Namun, adapun layanan Over The Top (OTT), Fetrimen berdalih pihaknya belum bisa menjangkau kearah sana terkait penyensoran, dikarenakan belum ada regulasi yang mengatur hal tersebut.
“Perkembangan teknologi kan cepat, hitungan menit bukan jam lagi, sementara regulasi kita berubahnya sangat lambat, kalau kita melakukannya pada layanan OTT itu kita belum ada aturan, belum ada aturan terkait penyensoran dilayanan tersebut,” kata Fetrimen di Kota Sorong, Kamis (17/3/22).
Akan tapi, pihaknya terus menerus menghimbau kepada propraider terutama yang berasal dari dalam negeri, agar dalam melaksanakan penayangan film tersebut harus mendapatkan surat tanda lulus sensor (STLS) hanya langkah ini menurutnya yang bisa dilakukan.

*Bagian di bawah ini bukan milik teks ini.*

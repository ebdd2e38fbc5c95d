//! Behaviour-driven tests for the favourite forecast refresher.
//!
//! These scenarios run a single refresh pass against in-memory favourites, a
//! scripted provider and a recording cache, then check which forecasts were
//! cached and what the run reported.

use std::sync::Arc;

use rstest::fixture;
use rstest_bdd::Slot;
use rstest_bdd_macros::{ScenarioState, given, scenario, then, when};
use tokio::runtime::Runtime;
use weather_gateway::domain::ports::{
    FavouriteLocationRepositoryError, FixtureWeatherCache, WeatherSourceError,
};
use weather_gateway::domain::{
    FavouriteForecastRefresher, FavouriteForecastRefresherPorts, ForecastSnapshot, RefreshError,
    RefreshReport, WeatherCachePolicy, WeatherService,
};
use weather_gateway::test_support::weather::{InMemoryFavourites, ScriptedWeatherSource};

// -----------------------------------------------------------------------------
// Test World
// -----------------------------------------------------------------------------

#[derive(Default, ScenarioState)]
struct RefreshWorld {
    favourites: Slot<Vec<String>>,
    unknown_cities: Slot<Vec<String>>,
    store_unavailable: Slot<bool>,
    cache: Slot<Arc<FixtureWeatherCache>>,
    source: Slot<Arc<ScriptedWeatherSource>>,
    outcome: Slot<Result<RefreshReport, RefreshError>>,
}

impl RefreshWorld {
    fn build_favourites(&self) -> InMemoryFavourites {
        let store = InMemoryFavourites::with_cities(self.favourites.get().unwrap_or_default());
        if self.store_unavailable.get().unwrap_or(false) {
            store.failing_listing(FavouriteLocationRepositoryError::connection(
                "connection refused",
            ))
        } else {
            store
        }
    }

    fn build_source(&self) -> ScriptedWeatherSource {
        self.unknown_cities
            .get()
            .unwrap_or_default()
            .into_iter()
            .fold(ScriptedWeatherSource::new(), |source, city| {
                let error = WeatherSourceError::not_found(city.clone());
                source.failing_for(city, error)
            })
    }

    fn run_refresh(&self) {
        let cache = Arc::new(FixtureWeatherCache::default());
        let source = Arc::new(self.build_source());
        let policy = WeatherCachePolicy::default();
        let weather = Arc::new(WeatherService::new(cache.clone(), source.clone(), policy));
        let refresher = FavouriteForecastRefresher::new(
            FavouriteForecastRefresherPorts {
                weather,
                favourites: Arc::new(self.build_favourites()),
                cache: cache.clone(),
            },
            policy,
        );

        let runtime = Runtime::new().expect("create runtime");
        let outcome = runtime.block_on(refresher.run_once());

        self.cache.set(cache);
        self.source.set(source);
        self.outcome.set(outcome);
    }

    fn report(&self) -> RefreshReport {
        match self.outcome.get().expect("refresh should have run") {
            Ok(report) => report,
            Err(err) => panic!("expected a report, got error: {err}"),
        }
    }
}

/// Split `"London, Atlantis and Paris"` into its city names.
fn city_list(raw: &str) -> Vec<String> {
    raw.split(", ")
        .flat_map(|part| part.split(" and "))
        .map(|city| city.trim().trim_matches('"').to_owned())
        .filter(|city| !city.is_empty())
        .collect()
}

#[fixture]
fn world() -> RefreshWorld {
    RefreshWorld::default()
}

// -----------------------------------------------------------------------------
// Given Steps
// -----------------------------------------------------------------------------

#[given("favourites for {cities}")]
fn favourites_for(world: &RefreshWorld, cities: String) {
    world.favourites.set(city_list(&cities));
}

#[given("the provider does not know {city}")]
fn the_provider_does_not_know(world: &RefreshWorld, city: String) {
    let mut unknown = world.unknown_cities.get().unwrap_or_default();
    unknown.push(city.trim_matches('"').to_owned());
    world.unknown_cities.set(unknown);
}

#[given("the favourites store is unavailable")]
fn the_favourites_store_is_unavailable(world: &RefreshWorld) {
    world.store_unavailable.set(true);
}

// -----------------------------------------------------------------------------
// When Steps
// -----------------------------------------------------------------------------

#[when("the forecast refresh runs")]
fn the_forecast_refresh_runs(world: &RefreshWorld) {
    world.run_refresh();
}

// -----------------------------------------------------------------------------
// Then Steps
// -----------------------------------------------------------------------------

#[then("forecasts for {cities} are cached")]
fn forecasts_are_cached(world: &RefreshWorld, cities: String) {
    let cache = world.cache.get().expect("cache should be recorded");
    let policy = WeatherCachePolicy::default();

    for city in city_list(&cities) {
        let (payload, ttl) = cache
            .entry(&format!("forecast_{city}"))
            .unwrap_or_else(|| panic!("forecast for {city} should be cached"));
        let forecast: ForecastSnapshot =
            serde_json::from_str(&payload).expect("cached forecast is valid JSON");
        let cached_city = forecast.city.expect("forecast names its city");
        assert_eq!(cached_city.name, city);
        assert_eq!(ttl, policy.forecast_ttl);
    }
}

#[then("the refresh report lists no failures")]
fn the_refresh_report_lists_no_failures(world: &RefreshWorld) {
    let report = world.report();
    assert!(report.failures.is_empty(), "unexpected failures: {report:?}");
    assert_eq!(report.refreshed, world.favourites.get().unwrap_or_default());
}

#[then("the refresh report lists {city} as failed")]
fn the_refresh_report_lists_city_as_failed(world: &RefreshWorld, city: String) {
    let city = city.trim_matches('"');
    let report = world.report();

    let failed: Vec<&str> = report.failures.iter().map(|f| f.city.as_str()).collect();
    assert_eq!(failed, vec![city]);
    assert!(!report.refreshed.iter().any(|refreshed| refreshed == city));
    assert_eq!(report.attempted(), world.favourites.get().unwrap_or_default().len());

    let cache = world.cache.get().expect("cache should be recorded");
    assert!(cache.entry(&format!("forecast_{city}")).is_none());
}

#[then("the refresh fails without calling the provider")]
fn the_refresh_fails_without_calling_the_provider(world: &RefreshWorld) {
    let outcome = world.outcome.get().expect("refresh should have run");
    assert!(
        matches!(outcome, Err(RefreshError::ListCities(_))),
        "expected listing failure, got {outcome:?}"
    );

    let source = world.source.get().expect("source should be recorded");
    assert!(source.calls().is_empty());
}

// -----------------------------------------------------------------------------
// Scenario Bindings
// -----------------------------------------------------------------------------

#[scenario(
    path = "tests/features/favourite_forecast_refresh.feature",
    name = "Every favourited city is refreshed"
)]
fn every_favourited_city_is_refreshed(world: RefreshWorld) {
    let _ = world;
}

#[scenario(
    path = "tests/features/favourite_forecast_refresh.feature",
    name = "One failing city does not stop the others"
)]
fn one_failing_city_does_not_stop_the_others(world: RefreshWorld) {
    let _ = world;
}

#[scenario(
    path = "tests/features/favourite_forecast_refresh.feature",
    name = "The run is aborted when favourites cannot be listed"
)]
fn run_is_aborted_when_favourites_cannot_be_listed(world: RefreshWorld) {
    let _ = world;
}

“Kita hanya dapat melakukan pehimbauan saja, belum bisa melaksanakan sanksi karena belum ada regulasi yang mengatur itu,” ungkapnya.

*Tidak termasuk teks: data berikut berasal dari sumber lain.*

//! PostgreSQL-backed `UserAccountRepository` implementation using Diesel ORM.

use async_trait::async_trait;
use diesel::prelude::*;
use diesel_async::RunQueryDsl;

use crate::domain::ports::{
    NewUserAccount, UserAccount, UserAccountRepository, UserAccountRepositoryError,
};
use crate::domain::{EmailAddress, UserId};

use super::diesel_error_mapping::{self, DieselErrorKinds};
use super::models::{NewUserAccountRow, UserAccountRow};
use super::pool::{DbPool, PoolError};
use super::schema::users;

/// Diesel-backed implementation of the `UserAccountRepository` port.
#[derive(Clone)]
pub struct DieselUserAccountRepository {
    pool: DbPool,
}

impl DieselUserAccountRepository {
    pub fn new(pool: DbPool) -> Self {
        Self { pool }
    }
}

fn map_pool_error(error: PoolError) -> UserAccountRepositoryError {
    diesel_error_mapping::map_pool_error(error, UserAccountRepositoryError::connection)
}

fn map_diesel_error(error: diesel::result::Error) -> UserAccountRepositoryError {
    diesel_error_mapping::map_diesel_error(
        error,
        DieselErrorKinds {
            query: UserAccountRepositoryError::query,
            connection: UserAccountRepositoryError::connection,
            duplicate: UserAccountRepositoryError::duplicate,
        },
    )
}

fn row_to_account(row: UserAccountRow) -> Result<UserAccount, UserAccountRepositoryError> {
    let email = EmailAddress::new(&row.email).map_err(|err| {
        UserAccountRepositoryError::query(format!("invalid email in database: {err}"))
    })?;
    Ok(UserAccount {
        id: UserId::from_uuid(row.id),
        email,
        name: row.name,
        password_hash: row.password_hash,
        created_at: row.created_at,
    })
}

#[async_trait]
impl UserAccountRepository for DieselUserAccountRepository {
    async fn insert(&self, account: &NewUserAccount) -> Result<UserAccount, UserAccountRepositoryError> {
        let mut conn = self.pool.get().await.map_err(map_pool_error)?;
        let new_row = NewUserAccountRow {
            id: *account.id.as_uuid(),
            email: account.email.as_str(),
            name: account.name.as_str(),
            password_hash: account.password_hash.as_str(),
        };

        let row: UserAccountRow = diesel::insert_into(users::table)
            .values(&new_row)
            .returning(UserAccountRow::as_returning())
            .get_result(&mut conn)
            .await
            .map_err(map_diesel_error)?;

        row_to_account(row)
    }

    async fn find_by_email(
        &self,
        email: &EmailAddress,
    ) -> Result<Option<UserAccount>, UserAccountRepositoryError> {
        let mut conn = self.pool.get().await.map_err(map_pool_error)?;

        let row: Option<UserAccountRow> = users::table
            .filter(users::email.eq(email.as_str()))
            .select(UserAccountRow::as_select())
            .first(&mut conn)
            .await
            .optional()
            .map_err(map_diesel_error)?;

        row.map(row_to_account).transpose()
    }
}

#[cfg(test)]
mod tests {
    use chrono::Utc;
    use diesel::result::{DatabaseErrorKind, Error as DieselError};
    use rstest::rstest;
    use uuid::Uuid;

    use super::*;

    #[rstest]
    fn taken_email_maps_to_duplicate() {
        let diesel_err = DieselError::DatabaseError(
            DatabaseErrorKind::UniqueViolation,
            Box::new("duplicate key value violates unique constraint \"users_email_key\"".to_owned()),
        );

        assert_eq!(
            map_diesel_error(diesel_err),
            UserAccountRepositoryError::Duplicate
        );
    }

    #[rstest]
    fn pool_checkout_failure_is_a_connection_error() {
        let err = map_pool_error(PoolError::checkout("timed out"));

        assert!(matches!(err, UserAccountRepositoryError::Connection { .. }));
        assert!(err.to_string().contains("timed out"));
    }

    #[rstest]
    fn row_converts_to_domain_account() {
        let id = Uuid::new_v4();
        let row = UserAccountRow {
            id,
            email: "ada@example.com".to_owned(),
            name: "Ada".to_owned(),
            password_hash: "$argon2id$v=19$stub".to_owned(),
            created_at: Utc::now(),
        };

        let account = row_to_account(row).expect("valid row");
        assert_eq!(account.id, UserId::from_uuid(id));
        assert_eq!(account.email.as_str(), "ada@example.com");
    }

    #[rstest]
    fn row_with_corrupt_email_is_a_query_error() {
        let row = UserAccountRow {
            id: Uuid::new_v4(),
            email: "not an email".to_owned(),
            name: "Ada".to_owned(),
            password_hash: String::new(),
            created_at: Utc::now(),
        };

        assert!(matches!(
            row_to_account(row),
            Err(UserAccountRepositoryError::Query { .. })
        ));
    }
}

Ditambahkannya, pihaknya telah mengajukan kepada pemerintah terkait regulasi ini dapat direvisi, guna memberikan himbauan sekaligus memaksa untuk para produsen film dan pemilik film dapat melaksanakan penyensoran, sehingga para penonton dapat menikmati tontonan sesuai klasifikasi usia.

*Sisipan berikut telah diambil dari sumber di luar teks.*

//! Weather gateway library modules.

pub mod doc;
pub mod domain;
pub mod inbound;
pub mod middleware;
pub mod outbound;
pub mod settings;
#[cfg(any(test, feature = "test-support"))]
pub mod test_support;

/// Public OpenAPI surface used by Swagger UI and tooling.
pub use doc::ApiDoc;
pub use middleware::Trace;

“Kita meloloskan itu terkait dengan klasifikasi, kalau dulunya ini lembaga penyensoran yang mengatur pemotongan film, sekarang ini terkait pasal 61 UU No 33 tahun 2009 tentang perfilman, kita lebih terfokus terhadap klasifikasi usia yakni klasifikasi film semua usia, klasifikasi film 13 tahun, klasifikasi film 17 tahun dan klasifikasi film 21 tahun,” ujarnya
Kemudian, film diungkapkannya tersebut cocok untuk yang mana, kecuali terkait dengan sensifitas masyarakat, misalnya adegan porno, walaupun di usia 21 tahun tak boleh menonton, bukan kita potong akan tetapi kita meminta kepada pihak produser dan pemilik film untuk melakukan revisi.
“Revisi disini ada tiga tipe, yakni dengan blur, potong, dan menghilangkan adegan digambar tersebut” imbuhnya.
Jadi, pihaknya menyarankan hal ini, sehingga setelah mematuhi mekanisme yang ditentukan LSM, lalu pihaknya mengeluarkan STLS.
“Kalau STLS mereka (pemilik film) tak ada, lalu melakukan penanyangan di bioskop dan televisi, itu terjerat melakukan pelanggaran hukum. Ada proses yang harus dilakukan sesuai admistrasi negara, sesuai hukum pidana dengan ancaman hukuman yang berbeda diantaranya ada yang terjerat dengan ancaman hukuman 6 bulan kurungan dan dengan Rp. 50 juta serta bisa menembus kisaran Rp. 500 juta,” tutupnya.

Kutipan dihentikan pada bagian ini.